上面的介绍竟跟徐骁所说的极其相似,除了文字结构不同,内容本质完全一样!
“我有我的理由。”徐骁淡淡道:“非摔不可!”
都这个时候了,还不知道事情大条?这么牛批的吗?
众人如看煞!
徐老师已经气得浑身发抖。
这时外面冲进来两个保安,门口也被十几个手持器械的保安堵死。
“此人故意损坏国家文物,把他抓起来!”徐老师厉声怒喝。
“我跟你们走。”徐骁拍拍李思念的肩膀,示意她不要担心,信步迎向两名保安。
徐骁就这么被带走了。
一同离开的还有徐老师,他需要去配合调查指证。
其他人随后被遣出展览室。
杨丝丝离开展览室时,感觉手心发烫,下意识回头看向那青铜古剑。
“丝丝,怎么了?”王绍虎问道。
“没事。”杨丝丝摇头,走出展览室。
博物楼外,这帮人三五成群,聚在一起讨论刚才的事。
说是讨论,不如说是调侃嘲讽,大多都是幸灾乐祸。
倒不是说徐骁生来招人厌恶,而是徐骁仆人的身份,和他们同坐在有着“贵族班”之称的教室里,让他们感觉就好像一条恶心的虫子在身上爬,浑身里里外外都不自在。
这是多数人的反应。
少数人无谓徐骁仆人的身份,只是徐骁驳斥徐老师授课内容浅薄,并接连表现出来的丰富的考古学知识底蕴,让他们感到脸上无光。

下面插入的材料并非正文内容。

use serde::{Deserialize, Serialize};
use std::fmt;

// ---------------------------------------------------------------------------
// TaskKind
// ---------------------------------------------------------------------------

/// One of the fixed sub-deliverables a post may require.
#[derive(Debug, Clone, Copy, PartialEq, Eq, Hash, PartialOrd, Ord, Serialize, Deserialize)]
#[serde(rename_all = "snake_case")]
pub enum TaskKind {
    VideoSmm,
    VideoMaker,
    Text,
    Photogallery,
    CoverPhoto,
    PhotoCards,
}

impl TaskKind {
    pub fn all() -> &'static [TaskKind] {
        &[
            TaskKind::VideoSmm,
            TaskKind::VideoMaker,
            TaskKind::Text,
            TaskKind::Photogallery,
            TaskKind::CoverPhoto,
            TaskKind::PhotoCards,
        ]
    }

    pub fn as_str(self) -> &'static str {
        match self {
            TaskKind::VideoSmm => "video_smm",
            TaskKind::VideoMaker => "video_maker",
            TaskKind::Text => "text",
            TaskKind::Photogallery => "photogallery",
            TaskKind::CoverPhoto => "cover_photo",
            TaskKind::PhotoCards => "photo_cards",
        }
    }

    pub fn label(self) -> &'static str {
        match self {
            TaskKind::VideoSmm => "Видео-СММ",
            TaskKind::VideoMaker => "Видеоролик",
            TaskKind::Text => "Текст",
            TaskKind::Photogallery => "Фотогалерея",
            TaskKind::CoverPhoto => "Фотообложка",
            TaskKind::PhotoCards => "Фотокарточки",
        }
    }

    pub fn label_en(self) -> &'static str {
        match self {
            TaskKind::VideoSmm => "SMM video",
            TaskKind::VideoMaker => "Video",
            TaskKind::Text => "Text",
            TaskKind::Photogallery => "Photo gallery",
            TaskKind::CoverPhoto => "Cover photo",
            TaskKind::PhotoCards => "Photo cards",
        }
    }
}

impl fmt::Display for TaskKind {
    fn fmt(&self, f: &mut fmt::Formatter<'_>) -> fmt::Result {
        f.write_str(self.as_str())
    }
}

impl std::str::FromStr for TaskKind {
    type Err = crate::error::PlannerError;

    fn from_str(s: &str) -> Result<Self, Self::Err> {
        match s {
            "video_smm" => Ok(TaskKind::VideoSmm),
            "video_maker" => Ok(TaskKind::VideoMaker),
            "text" => Ok(TaskKind::Text),
            "photogallery" => Ok(TaskKind::Photogallery),
            "cover_photo" => Ok(TaskKind::CoverPhoto),
            "photo_cards" => Ok(TaskKind::PhotoCards),
            _ => Err(crate::error::PlannerError::InvalidTaskKind(s.to_string())),
        }
    }
}

// ---------------------------------------------------------------------------
// Role
// ---------------------------------------------------------------------------

/// A staff role tag. A user may hold any number of these.
#[derive(Debug, Clone, Copy, PartialEq, Eq, Hash, PartialOrd, Ord, Serialize, Deserialize)]
#[serde(rename_all = "snake_case")]
pub enum Role {
    Admin,
    Coordinator,
    Smm,
    Designer,
    Videomaker,
    Photographer,
}

impl Role {
    pub fn all() -> &'static [Role] {
        &[
            Role::Admin,
            Role::Coordinator,
            Role::Smm,
            Role::Designer,
            Role::Videomaker,
            Role::Photographer,
        ]
    }

    pub fn as_str(self) -> &'static str {
        match self {
            Role::Admin => "admin",
            Role::Coordinator => "coordinator",
            Role::Smm => "smm",
            Role::Designer => "designer",
            Role::Videomaker => "videomaker",
            Role::Photographer => "photographer",
        }
    }
}

impl fmt::Display for Role {
    fn fmt(&self, f: &mut fmt::Formatter<'_>) -> fmt::Result {
        f.write_str(self.as_str())
    }
}

impl std::str::FromStr for Role {
    type Err = crate::error::PlannerError;

    fn from_str(s: &str) -> Result<Self, Self::Err> {
        match s.to_ascii_lowercase().as_str() {
            "admin" => Ok(Role::Admin),
            "coordinator" => Ok(Role::Coordinator),
            "smm" => Ok(Role::Smm),
            "designer" => Ok(Role::Designer),
            "videomaker" => Ok(Role::Videomaker),
            "photographer" => Ok(Role::Photographer),
            _ => Err(crate::error::PlannerError::InvalidRole(s.to_string())),
        }
    }
}
use crate::output::{print_json, print_table};
use anyhow::{Context, Result};
use clap::Subcommand;
use planner_core::password::hash_password;
use planner_core::roles::RoleSet;
use planner_core::types::Role;
use planner_core::user::User;
use std::path::Path;

// ---------------------------------------------------------------------------
// Subcommand definition
// ---------------------------------------------------------------------------

#[derive(Subcommand, Debug)]
pub enum UserSubcommand {
    /// Create a user
    Add {
        login: String,
        #[arg(long)]
        password: String,
        /// Role to grant (repeatable): admin, coordinator, smm, designer, videomaker, photographer
        #[arg(long = "role")]
        roles: Vec<Role>,
    },
    /// List users and their roles
    List,
    /// Replace a user's roles
    Roles { login: String, roles: Vec<Role> },
    /// Set a new password
    Passwd {
        login: String,
        #[arg(long)]
        password: String,
    },
}

// ---------------------------------------------------------------------------
// Dispatch
// ---------------------------------------------------------------------------

pub fn run(root: &Path, subcmd: UserSubcommand, json: bool) -> Result<()> {
    match subcmd {
        UserSubcommand::Add {
            login,
            password,
            roles,
        } => add(root, &login, &password, roles, json),
        UserSubcommand::List => list(root, json),
        UserSubcommand::Roles { login, roles } => set_roles(root, &login, roles, json),
        UserSubcommand::Passwd { login, password } => passwd(root, &login, &password, json),
    }
}

fn add(root: &Path, login: &str, password: &str, roles: Vec<Role>, json: bool) -> Result<()> {
    anyhow::ensure!(!password.is_empty(), "password must not be empty");
    let roles: RoleSet = roles.into_iter().collect();
    let user = User::create(root, login, hash_password(password), roles)
        .with_context(|| format!("failed to add user '{login}'"))?;
    tracing::info!("user '{}' created with id {}", user.login, user.id);

    if json {
        print_json(&user.summary())
    } else {
        println!("Added user '{}' [{}]", user.login, user.roles.describe());
        Ok(())
    }
}

fn list(root: &Path, json: bool) -> Result<()> {
    let users = User::list(root).context("failed to list users")?;
    if json {
        let summaries: Vec<_> = users.iter().map(User::summary).collect();
        return print_json(&summaries);
    }
    if users.is_empty() {
        println!("No users.");
        return Ok(());
    }
    let rows = users
        .iter()
        .map(|u| vec![u.id.to_string(), u.login.clone(), u.roles.describe()])
        .collect();
    print_table(&["ID", "LOGIN", "ROLES"], rows);
    Ok(())
}

fn set_roles(root: &Path, login: &str, roles: Vec<Role>, json: bool) -> Result<()> {
    let mut user =
        User::find_by_login(root, login).with_context(|| format!("cannot update '{login}'"))?;
    user.roles = roles.into_iter().collect();
    user.save(root)
        .with_context(|| format!("failed to save user '{login}'"))?;

    if json {
        print_json(&user.summary())
    } else {
        println!("'{}' now has roles [{}]", user.login, user.roles.describe());
        Ok(())
    }
}

fn passwd(root: &Path, login: &str, password: &str, json: bool) -> Result<()> {
    anyhow::ensure!(!password.is_empty(), "password must not be empty");
    let mut user =
        User::find_by_login(root, login).with_context(|| format!("cannot update '{login}'"))?;
    user.set_password(hash_password(password));
    user.save(root)
        .with_context(|| format!("failed to save user '{login}'"))?;

    if json {
        print_json(&serde_json::json!({ "login": user.login, "password_changed": true }))
    } else {
        println!("Password changed for '{}'", user.login);
        Ok(())
    }
}
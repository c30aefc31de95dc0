use thiserror::Error;

#[derive(Debug, Error)]
pub enum PlannerError {
    #[error("not initialized: run 'planner init'")]
    NotInitialized,

    #[error("post not found: {0}")]
    PostNotFound(u64),

    #[error("user not found: {0}")]
    UserNotFound(String),

    #[error("user already exists: {0}")]
    UserExists(String),

    #[error("invalid login '{0}': must be 2-32 lowercase letters, digits, '.', '_' or '-'")]
    InvalidLogin(String),

    #[error("invalid role: {0}")]
    InvalidRole(String),

    #[error("invalid task kind: {0}")]
    InvalidTaskKind(String),

    #[error("missing required field: {0}")]
    MissingField(&'static str),

    #[error("invalid date '{0}': expected RFC 3339 (e.g. 2025-03-01T12:00:00Z)")]
    InvalidDate(String),

    #[error("invalid query: {0}")]
    InvalidQuery(String),

    #[error("responsible user {0} does not exist")]
    UnknownResponsible(u64),

    #[error("invalid login or password")]
    InvalidCredentials,

    #[error("authentication required")]
    Unauthenticated,

    #[error("forbidden: {0}")]
    Forbidden(String),

    #[error("malformed password hash")]
    MalformedPasswordHash,

    #[error(transparent)]
    Io(#[from] std::io::Error),

    #[error(transparent)]
    Yaml(#[from] serde_yaml::Error),

    #[error(transparent)]
    Json(#[from] serde_json::Error),
}

pub type Result<T> = std::result::Result<T, PlannerError>;
use crate::error::{PlannerError, Result};
use crate::paths;
use chrono::{DateTime, Utc};
use serde::{Deserialize, Serialize};
use std::path::Path;

/// Id counters for posts and users.
#[derive(Debug, Clone, Serialize, Deserialize)]
pub struct State {
    #[serde(default = "default_version")]
    pub version: u32,
    #[serde(default = "first_id")]
    pub next_post_id: u64,
    #[serde(default = "first_id")]
    pub next_user_id: u64,
    pub last_updated: DateTime<Utc>,
}

fn default_version() -> u32 {
    1
}

fn first_id() -> u64 {
    1
}

impl Default for State {
    fn default() -> Self {
        Self::new()
    }
}

impl State {
    pub fn new() -> Self {
        Self {
            version: 1,
            next_post_id: 1,
            next_user_id: 1,
            last_updated: Utc::now(),
        }
    }

    // ---------------------------------------------------------------------------
    // Persistence
    // ---------------------------------------------------------------------------

    pub fn load(root: &Path) -> Result<Self> {
        let path = paths::state_path(root);
        if !path.exists() {
            return Err(PlannerError::NotInitialized);
        }
        crate::io::read_yaml(&path)
    }

    pub fn save(&self, root: &Path) -> Result<()> {
        crate::io::write_yaml(&paths::state_path(root), self)
    }

    // ---------------------------------------------------------------------------
    // Id allocation
    // ---------------------------------------------------------------------------

    pub fn allocate_post_id(&mut self) -> u64 {
        let id = self.next_post_id;
        self.next_post_id += 1;
        self.last_updated = Utc::now();
        id
    }

    pub fn allocate_user_id(&mut self) -> u64 {
        let id = self.next_user_id;
        self.next_user_id += 1;
        self.last_updated = Utc::now();
        id
    }
}
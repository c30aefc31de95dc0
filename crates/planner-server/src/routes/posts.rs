use std::collections::BTreeMap;

use axum::extract::{Path, Query, State};
use axum::http::StatusCode;
use axum::{Extension, Json};
use planner_core::post::{Post, PostDraft, PostView};
use planner_core::query::PostQuery;
use planner_core::types::TaskKind;

use crate::auth::Viewer;
use crate::error::AppError;
use crate::state::AppState;

#[derive(Debug, Default, serde::Deserialize)]
pub struct ListParams {
    pub page: Option<usize>,
    pub per_page: Option<usize>,
    pub task: Option<String>,
    #[serde(default)]
    pub mine: bool,
    pub year: Option<i32>,
    pub month: Option<u32>,
}

impl ListParams {
    fn into_query(self, default_per_page: usize) -> Result<PostQuery, AppError> {
        let task = self
            .task
            .as_deref()
            .filter(|t| !t.is_empty())
            .map(str::parse::<TaskKind>)
            .transpose()?;
        let month = match (self.year, self.month) {
            (Some(y), Some(m)) => Some((y, m)),
            (None, None) => None,
            _ => return Err(AppError::bad_request("year and month must be given together")),
        };
        Ok(PostQuery {
            task,
            mine: self.mine,
            month,
            page: self.page.unwrap_or(1),
            per_page: self.per_page.unwrap_or(default_per_page),
        })
    }
}

/// GET /api/posts: filtered, paged list, latest deadline first.
pub async fn list_posts(
    State(app): State<AppState>,
    Extension(viewer): Extension<Viewer>,
    Query(params): Query<ListParams>,
) -> Result<Json<serde_json::Value>, AppError> {
    let query = params.into_query(app.config.listing.page_size)?;
    if query.mine && viewer.0.is_none() {
        return Err(AppError::unauthenticated());
    }
    let root = app.root.clone();
    let result = tokio::task::spawn_blocking(move || {
        let posts = Post::list(&root)?;
        let page = query.run(posts, viewer.roles())?;
        let views: Vec<PostView> = page.items.iter().map(|p| p.view(viewer.roles())).collect();
        Ok::<_, planner_core::PlannerError>(serde_json::json!({
            "posts": views,
            "page": page.page,
            "per_page": page.per_page,
            "total": page.total,
            "pages": page.pages,
        }))
    })
    .await
    .map_err(|e| AppError(anyhow::anyhow!("task join error: {e}")))??;

    Ok(Json(result))
}

/// GET /api/posts/:id: one post with status and the viewer's edit rights.
pub async fn get_post(
    State(app): State<AppState>,
    Extension(viewer): Extension<Viewer>,
    Path(id): Path<u64>,
) -> Result<Json<PostView>, AppError> {
    let root = app.root.clone();
    let post = tokio::task::spawn_blocking(move || Post::load(&root, id))
        .await
        .map_err(|e| AppError(anyhow::anyhow!("task join error: {e}")))??;

    Ok(Json(post.view(viewer.roles())))
}

/// POST /api/posts: create a post (elevated roles only).
pub async fn create_post(
    State(app): State<AppState>,
    Extension(viewer): Extension<Viewer>,
    Json(draft): Json<PostDraft>,
) -> Result<(StatusCode, Json<PostView>), AppError> {
    let author = viewer.require_post_editor()?.login.clone();
    let _guard = app.write_lock.lock().await;
    let root = app.root.clone();
    let post = tokio::task::spawn_blocking(move || Post::create(&root, draft))
        .await
        .map_err(|e| AppError(anyhow::anyhow!("task join error: {e}")))??;

    tracing::info!("post {} '{}' created by {author}", post.id, post.title);
    Ok((StatusCode::CREATED, Json(post.view(viewer.roles()))))
}

/// PUT /api/posts/:id: replace descriptive fields and task set (elevated roles only).
pub async fn update_post(
    State(app): State<AppState>,
    Extension(viewer): Extension<Viewer>,
    Path(id): Path<u64>,
    Json(draft): Json<PostDraft>,
) -> Result<Json<PostView>, AppError> {
    let editor = viewer.require_post_editor()?.login.clone();
    let _guard = app.write_lock.lock().await;
    let root = app.root.clone();
    let post = tokio::task::spawn_blocking(move || {
        let mut post = Post::load(&root, id)?;
        planner_core::post::check_responsible(&root, draft.responsible_user_id)?;
        post.update_details(draft)?;
        post.save(&root)?;
        Ok::<_, planner_core::PlannerError>(post)
    })
    .await
    .map_err(|e| AppError(anyhow::anyhow!("task join error: {e}")))??;

    tracing::info!("post {id} updated by {editor}");
    Ok(Json(post.view(viewer.roles())))
}

#[derive(serde::Deserialize)]
pub struct LinksBody {
    pub links: BTreeMap<String, Option<String>>,
}

/// PUT /api/posts/:id/links: submit task links. Every key must be a task the
/// viewer may edit, otherwise the whole request is refused.
pub async fn update_links(
    State(app): State<AppState>,
    Extension(viewer): Extension<Viewer>,
    Path(id): Path<u64>,
    Json(body): Json<LinksBody>,
) -> Result<Json<serde_json::Value>, AppError> {
    viewer.require()?;
    let _guard = app.write_lock.lock().await;
    let root = app.root.clone();
    let v = viewer.clone();
    let (post, updated) = tokio::task::spawn_blocking(move || {
        let mut post = Post::load(&root, id)?;
        let updated = post.apply_links(v.roles(), &body.links)?;
        if !updated.is_empty() {
            post.save(&root)?;
        }
        Ok::<_, planner_core::PlannerError>((post, updated))
    })
    .await
    .map_err(|e| AppError(anyhow::anyhow!("task join error: {e}")))?
    .inspect_err(|e| {
        if matches!(e, planner_core::PlannerError::Forbidden(_)) {
            tracing::warn!("{} denied on post {id}: {e}", viewer.login());
        }
    })?;

    tracing::info!(
        "post {id}: {} updated link(s) {:?}",
        viewer.login(),
        updated.iter().map(|k| k.as_str()).collect::<Vec<_>>()
    );
    Ok(Json(serde_json::json!({
        "updated": updated,
        "post": post.view(viewer.roles()),
    })))
}

/// DELETE /api/posts/:id: remove a post (elevated roles only).
pub async fn delete_post(
    State(app): State<AppState>,
    Extension(viewer): Extension<Viewer>,
    Path(id): Path<u64>,
) -> Result<Json<serde_json::Value>, AppError> {
    let editor = viewer.require_post_editor()?.login.clone();
    let _guard = app.write_lock.lock().await;
    let root = app.root.clone();
    tokio::task::spawn_blocking(move || Post::delete(&root, id))
        .await
        .map_err(|e| AppError(anyhow::anyhow!("task join error: {e}")))??;

    tracing::info!("post {id} deleted by {editor}");
    Ok(Json(serde_json::json!({ "deleted": id })))
}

他们是大少千金,从小就有着优越的成长环境,有看不完的书,能接触到普通人接触不到的人物事。
而表现在外的,就是丰富的见识,开阔的思维,优秀的学习成绩。
可如今一个没上过学的杂工,竟然靠自学在专业知识储备上碾压他们,这让他们脸上火辣辣的疼。
如果徐骁因为此事锒铛入狱,他们一定会很高兴。
王绍虎、魏林峰、骚气女生等人,就是属于后者。
“思念,你怎么会摊上这么个愚蠢至极的废物?”陈渔道。
“骁哥不愚蠢,也不是废物。”李思念做哑语。
“还说不愚蠢?”陈渔恨铁不成钢,“如果他说失手损坏,这么一来不触犯刑法,顶多就是按价赔偿,即便钱多了点,但事情还在可控范围内。现在好了,他在里边公然说非摔不可,监控全拍下来了,即便你要帮他也没办法了吧?”
“反正我相信骁哥。”李思念比划道,面色坚定,心里头却有点慌,陈渔说的她都懂。
“陈渔,你就少操心了。”魏林峰呵呵笑道:“那么贵重的文物被毁,学校不起诉才怪,故意损毁文物罪,够那小子蹲好多年了。”
众人冷笑。
……
经过几番折转,此时,校长办公室内。
材质为黑檀木的办公桌上,铺着一张宣纸。
徐骁站在桌前,挥斥方遒。
“太师父,喝茶。我私藏的龙井,去年春节一个在外面混出成绩的学生孝敬我的,一直没敢喝,专门留给您呢。”
一个头发黑白相间的老人恭恭敬敬端来一杯茶水,轻轻放在桌上,忍不住苦声道:“太师父,二十年不见,您去哪儿了?小凉等得您好苦啊!”
这位南部大学校长,官至副省部级,在社会上举足轻重的大人物,此刻竟在徐骁这个二十岁的年轻人面前毕恭毕敬自称小凉,实在是有些滑稽。